▶ Assignment: Each line of the data holding "Rejected" should be found and copied.

--- Source material ---

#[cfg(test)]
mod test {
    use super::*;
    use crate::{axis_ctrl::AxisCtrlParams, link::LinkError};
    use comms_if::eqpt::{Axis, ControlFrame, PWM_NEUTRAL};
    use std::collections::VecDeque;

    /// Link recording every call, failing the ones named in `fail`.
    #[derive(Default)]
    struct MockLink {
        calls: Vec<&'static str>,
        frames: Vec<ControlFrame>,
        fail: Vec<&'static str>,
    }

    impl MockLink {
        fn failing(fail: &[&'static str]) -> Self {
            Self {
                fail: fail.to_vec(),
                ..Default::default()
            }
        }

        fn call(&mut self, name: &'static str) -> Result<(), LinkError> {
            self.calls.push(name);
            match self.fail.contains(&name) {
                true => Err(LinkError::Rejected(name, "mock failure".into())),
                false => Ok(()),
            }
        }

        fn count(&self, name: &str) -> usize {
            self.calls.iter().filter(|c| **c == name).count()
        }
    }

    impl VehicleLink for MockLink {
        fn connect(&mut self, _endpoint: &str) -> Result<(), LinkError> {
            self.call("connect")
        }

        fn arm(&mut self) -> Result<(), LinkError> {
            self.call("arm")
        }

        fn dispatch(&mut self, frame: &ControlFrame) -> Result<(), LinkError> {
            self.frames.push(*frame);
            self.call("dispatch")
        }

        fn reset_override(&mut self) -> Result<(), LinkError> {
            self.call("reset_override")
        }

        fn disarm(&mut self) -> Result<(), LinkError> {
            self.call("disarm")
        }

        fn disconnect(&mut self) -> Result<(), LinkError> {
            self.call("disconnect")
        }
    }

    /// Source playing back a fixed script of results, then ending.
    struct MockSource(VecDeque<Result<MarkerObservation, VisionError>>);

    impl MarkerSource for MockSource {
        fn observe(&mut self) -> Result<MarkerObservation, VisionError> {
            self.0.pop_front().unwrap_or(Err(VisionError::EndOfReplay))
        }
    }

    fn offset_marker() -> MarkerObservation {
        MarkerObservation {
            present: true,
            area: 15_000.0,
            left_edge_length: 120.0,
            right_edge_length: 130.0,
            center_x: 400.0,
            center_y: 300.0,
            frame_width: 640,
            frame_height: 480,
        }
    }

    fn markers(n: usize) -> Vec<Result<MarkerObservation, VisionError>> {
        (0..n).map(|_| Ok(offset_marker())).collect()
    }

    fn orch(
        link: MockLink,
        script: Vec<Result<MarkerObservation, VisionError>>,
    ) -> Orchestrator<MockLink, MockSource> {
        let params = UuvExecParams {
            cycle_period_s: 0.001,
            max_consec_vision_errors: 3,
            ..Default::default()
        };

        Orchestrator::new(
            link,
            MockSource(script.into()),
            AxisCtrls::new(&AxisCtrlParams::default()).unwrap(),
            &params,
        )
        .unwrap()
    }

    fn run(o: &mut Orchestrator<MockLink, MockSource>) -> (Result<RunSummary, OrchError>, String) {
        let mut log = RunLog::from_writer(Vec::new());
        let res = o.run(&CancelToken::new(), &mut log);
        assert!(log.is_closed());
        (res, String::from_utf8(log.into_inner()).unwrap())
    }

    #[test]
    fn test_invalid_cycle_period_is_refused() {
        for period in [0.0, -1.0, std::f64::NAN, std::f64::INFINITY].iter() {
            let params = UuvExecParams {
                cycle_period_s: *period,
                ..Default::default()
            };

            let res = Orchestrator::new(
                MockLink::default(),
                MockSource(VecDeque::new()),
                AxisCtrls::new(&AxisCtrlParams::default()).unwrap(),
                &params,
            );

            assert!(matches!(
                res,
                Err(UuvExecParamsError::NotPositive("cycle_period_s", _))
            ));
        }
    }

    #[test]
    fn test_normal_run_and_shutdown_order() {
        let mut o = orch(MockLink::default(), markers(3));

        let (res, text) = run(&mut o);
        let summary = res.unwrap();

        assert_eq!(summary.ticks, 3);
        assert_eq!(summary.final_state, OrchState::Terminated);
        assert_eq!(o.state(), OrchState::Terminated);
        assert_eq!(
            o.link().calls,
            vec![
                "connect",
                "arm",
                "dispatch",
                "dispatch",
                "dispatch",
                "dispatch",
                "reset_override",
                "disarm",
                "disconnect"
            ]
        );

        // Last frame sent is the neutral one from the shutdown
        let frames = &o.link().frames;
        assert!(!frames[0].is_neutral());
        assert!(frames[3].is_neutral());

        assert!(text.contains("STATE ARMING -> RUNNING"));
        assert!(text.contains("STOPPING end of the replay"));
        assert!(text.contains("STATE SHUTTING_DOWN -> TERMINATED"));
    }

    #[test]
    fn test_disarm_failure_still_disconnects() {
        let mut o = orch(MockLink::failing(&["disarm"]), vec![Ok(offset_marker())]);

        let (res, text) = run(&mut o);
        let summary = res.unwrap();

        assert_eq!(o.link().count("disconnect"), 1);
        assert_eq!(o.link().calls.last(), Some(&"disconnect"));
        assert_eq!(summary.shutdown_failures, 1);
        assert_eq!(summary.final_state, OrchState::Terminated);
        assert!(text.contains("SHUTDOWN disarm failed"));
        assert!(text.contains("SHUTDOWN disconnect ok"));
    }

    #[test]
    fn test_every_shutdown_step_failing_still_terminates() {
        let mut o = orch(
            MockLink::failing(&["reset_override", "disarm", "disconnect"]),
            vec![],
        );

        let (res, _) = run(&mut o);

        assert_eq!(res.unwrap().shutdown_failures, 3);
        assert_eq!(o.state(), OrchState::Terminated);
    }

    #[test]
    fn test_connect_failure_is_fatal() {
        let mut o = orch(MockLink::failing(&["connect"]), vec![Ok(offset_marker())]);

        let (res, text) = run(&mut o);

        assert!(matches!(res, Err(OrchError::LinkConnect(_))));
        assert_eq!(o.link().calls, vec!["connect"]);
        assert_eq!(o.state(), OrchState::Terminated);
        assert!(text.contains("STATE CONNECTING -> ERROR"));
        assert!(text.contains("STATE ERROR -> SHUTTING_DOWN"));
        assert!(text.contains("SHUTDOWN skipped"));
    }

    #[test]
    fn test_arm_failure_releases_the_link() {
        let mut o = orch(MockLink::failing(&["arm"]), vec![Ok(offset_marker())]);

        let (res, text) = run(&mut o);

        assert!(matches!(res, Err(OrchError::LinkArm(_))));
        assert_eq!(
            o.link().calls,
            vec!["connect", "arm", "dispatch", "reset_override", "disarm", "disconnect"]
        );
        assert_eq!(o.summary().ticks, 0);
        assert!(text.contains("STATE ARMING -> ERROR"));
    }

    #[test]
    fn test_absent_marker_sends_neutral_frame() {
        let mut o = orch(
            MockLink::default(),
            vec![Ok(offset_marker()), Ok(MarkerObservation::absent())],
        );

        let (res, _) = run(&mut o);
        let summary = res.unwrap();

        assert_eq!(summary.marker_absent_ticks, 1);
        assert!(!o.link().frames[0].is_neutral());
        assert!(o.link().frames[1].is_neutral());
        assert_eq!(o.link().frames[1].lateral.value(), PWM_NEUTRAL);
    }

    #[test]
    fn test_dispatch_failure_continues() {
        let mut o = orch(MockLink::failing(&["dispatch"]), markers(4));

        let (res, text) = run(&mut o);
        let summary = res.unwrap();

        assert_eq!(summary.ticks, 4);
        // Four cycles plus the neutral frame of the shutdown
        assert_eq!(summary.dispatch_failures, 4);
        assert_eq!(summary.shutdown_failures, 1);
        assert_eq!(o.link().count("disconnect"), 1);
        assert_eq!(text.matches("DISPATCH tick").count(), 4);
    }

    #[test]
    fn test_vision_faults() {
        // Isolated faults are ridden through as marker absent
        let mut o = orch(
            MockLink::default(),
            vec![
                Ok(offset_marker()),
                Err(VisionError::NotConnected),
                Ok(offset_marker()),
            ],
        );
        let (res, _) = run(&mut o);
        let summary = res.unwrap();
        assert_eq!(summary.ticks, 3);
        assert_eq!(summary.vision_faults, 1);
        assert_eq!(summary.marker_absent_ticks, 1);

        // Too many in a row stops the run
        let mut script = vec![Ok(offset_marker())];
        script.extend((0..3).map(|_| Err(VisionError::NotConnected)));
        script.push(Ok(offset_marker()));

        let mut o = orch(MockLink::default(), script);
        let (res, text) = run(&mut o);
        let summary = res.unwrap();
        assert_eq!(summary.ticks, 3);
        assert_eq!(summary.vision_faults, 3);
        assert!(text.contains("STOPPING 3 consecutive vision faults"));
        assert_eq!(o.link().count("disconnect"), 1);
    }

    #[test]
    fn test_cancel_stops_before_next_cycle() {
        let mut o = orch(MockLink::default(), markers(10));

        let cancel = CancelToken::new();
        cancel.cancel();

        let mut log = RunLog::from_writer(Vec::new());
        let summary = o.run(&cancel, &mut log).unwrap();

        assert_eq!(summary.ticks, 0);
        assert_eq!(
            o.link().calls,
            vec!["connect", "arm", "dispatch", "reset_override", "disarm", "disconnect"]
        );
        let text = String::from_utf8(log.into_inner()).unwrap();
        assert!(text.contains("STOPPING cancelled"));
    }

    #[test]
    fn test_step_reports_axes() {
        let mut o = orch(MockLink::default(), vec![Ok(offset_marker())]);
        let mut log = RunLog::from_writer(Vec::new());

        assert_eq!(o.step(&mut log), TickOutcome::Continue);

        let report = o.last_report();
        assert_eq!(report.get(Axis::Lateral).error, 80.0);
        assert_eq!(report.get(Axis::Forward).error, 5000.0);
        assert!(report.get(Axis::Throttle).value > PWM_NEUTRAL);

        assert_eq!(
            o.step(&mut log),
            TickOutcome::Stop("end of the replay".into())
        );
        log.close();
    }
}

---
--- Source material ---

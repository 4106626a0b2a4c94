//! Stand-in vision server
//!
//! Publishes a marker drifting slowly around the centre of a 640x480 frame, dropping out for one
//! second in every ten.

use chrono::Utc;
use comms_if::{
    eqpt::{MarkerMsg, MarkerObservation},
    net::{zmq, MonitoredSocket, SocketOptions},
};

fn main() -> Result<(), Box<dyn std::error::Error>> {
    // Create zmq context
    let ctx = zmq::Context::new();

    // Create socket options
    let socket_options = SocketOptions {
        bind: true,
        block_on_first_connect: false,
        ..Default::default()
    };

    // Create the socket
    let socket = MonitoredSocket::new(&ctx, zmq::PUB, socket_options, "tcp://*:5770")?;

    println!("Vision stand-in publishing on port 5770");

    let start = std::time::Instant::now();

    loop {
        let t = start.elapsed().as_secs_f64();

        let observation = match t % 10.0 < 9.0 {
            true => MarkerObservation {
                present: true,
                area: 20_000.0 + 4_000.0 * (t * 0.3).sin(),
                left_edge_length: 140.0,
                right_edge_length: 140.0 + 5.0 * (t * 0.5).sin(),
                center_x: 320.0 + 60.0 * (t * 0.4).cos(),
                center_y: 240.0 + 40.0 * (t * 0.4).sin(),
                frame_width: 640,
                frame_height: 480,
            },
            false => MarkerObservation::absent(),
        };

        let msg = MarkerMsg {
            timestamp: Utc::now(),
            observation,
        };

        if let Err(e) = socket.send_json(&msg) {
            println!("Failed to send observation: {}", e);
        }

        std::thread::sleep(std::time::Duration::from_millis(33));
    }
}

---
--- Source material ---

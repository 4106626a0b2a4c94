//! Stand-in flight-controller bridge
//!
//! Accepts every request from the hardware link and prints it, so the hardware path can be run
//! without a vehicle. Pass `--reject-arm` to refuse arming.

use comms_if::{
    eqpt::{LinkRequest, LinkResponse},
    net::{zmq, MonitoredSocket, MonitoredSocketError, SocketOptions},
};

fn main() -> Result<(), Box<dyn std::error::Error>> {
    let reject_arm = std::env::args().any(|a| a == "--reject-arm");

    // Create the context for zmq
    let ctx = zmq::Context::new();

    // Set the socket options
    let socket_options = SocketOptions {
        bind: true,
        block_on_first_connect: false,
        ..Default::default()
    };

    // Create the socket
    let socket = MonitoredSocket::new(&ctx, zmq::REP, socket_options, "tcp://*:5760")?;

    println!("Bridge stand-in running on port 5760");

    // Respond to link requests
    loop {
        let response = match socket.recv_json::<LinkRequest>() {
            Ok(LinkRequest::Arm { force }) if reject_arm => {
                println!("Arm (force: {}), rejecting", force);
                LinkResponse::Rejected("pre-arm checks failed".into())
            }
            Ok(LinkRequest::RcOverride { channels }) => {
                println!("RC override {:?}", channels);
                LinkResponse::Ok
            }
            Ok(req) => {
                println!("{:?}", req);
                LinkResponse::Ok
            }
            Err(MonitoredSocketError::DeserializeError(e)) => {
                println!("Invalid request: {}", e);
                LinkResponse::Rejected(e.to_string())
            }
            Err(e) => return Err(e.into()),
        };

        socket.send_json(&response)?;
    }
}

---

▶ The answer:
                true => Err(LinkError::Rejected(name, "mock failure".into())),
                LinkResponse::Rejected("pre-arm checks failed".into())
                LinkResponse::Rejected(e.to_string())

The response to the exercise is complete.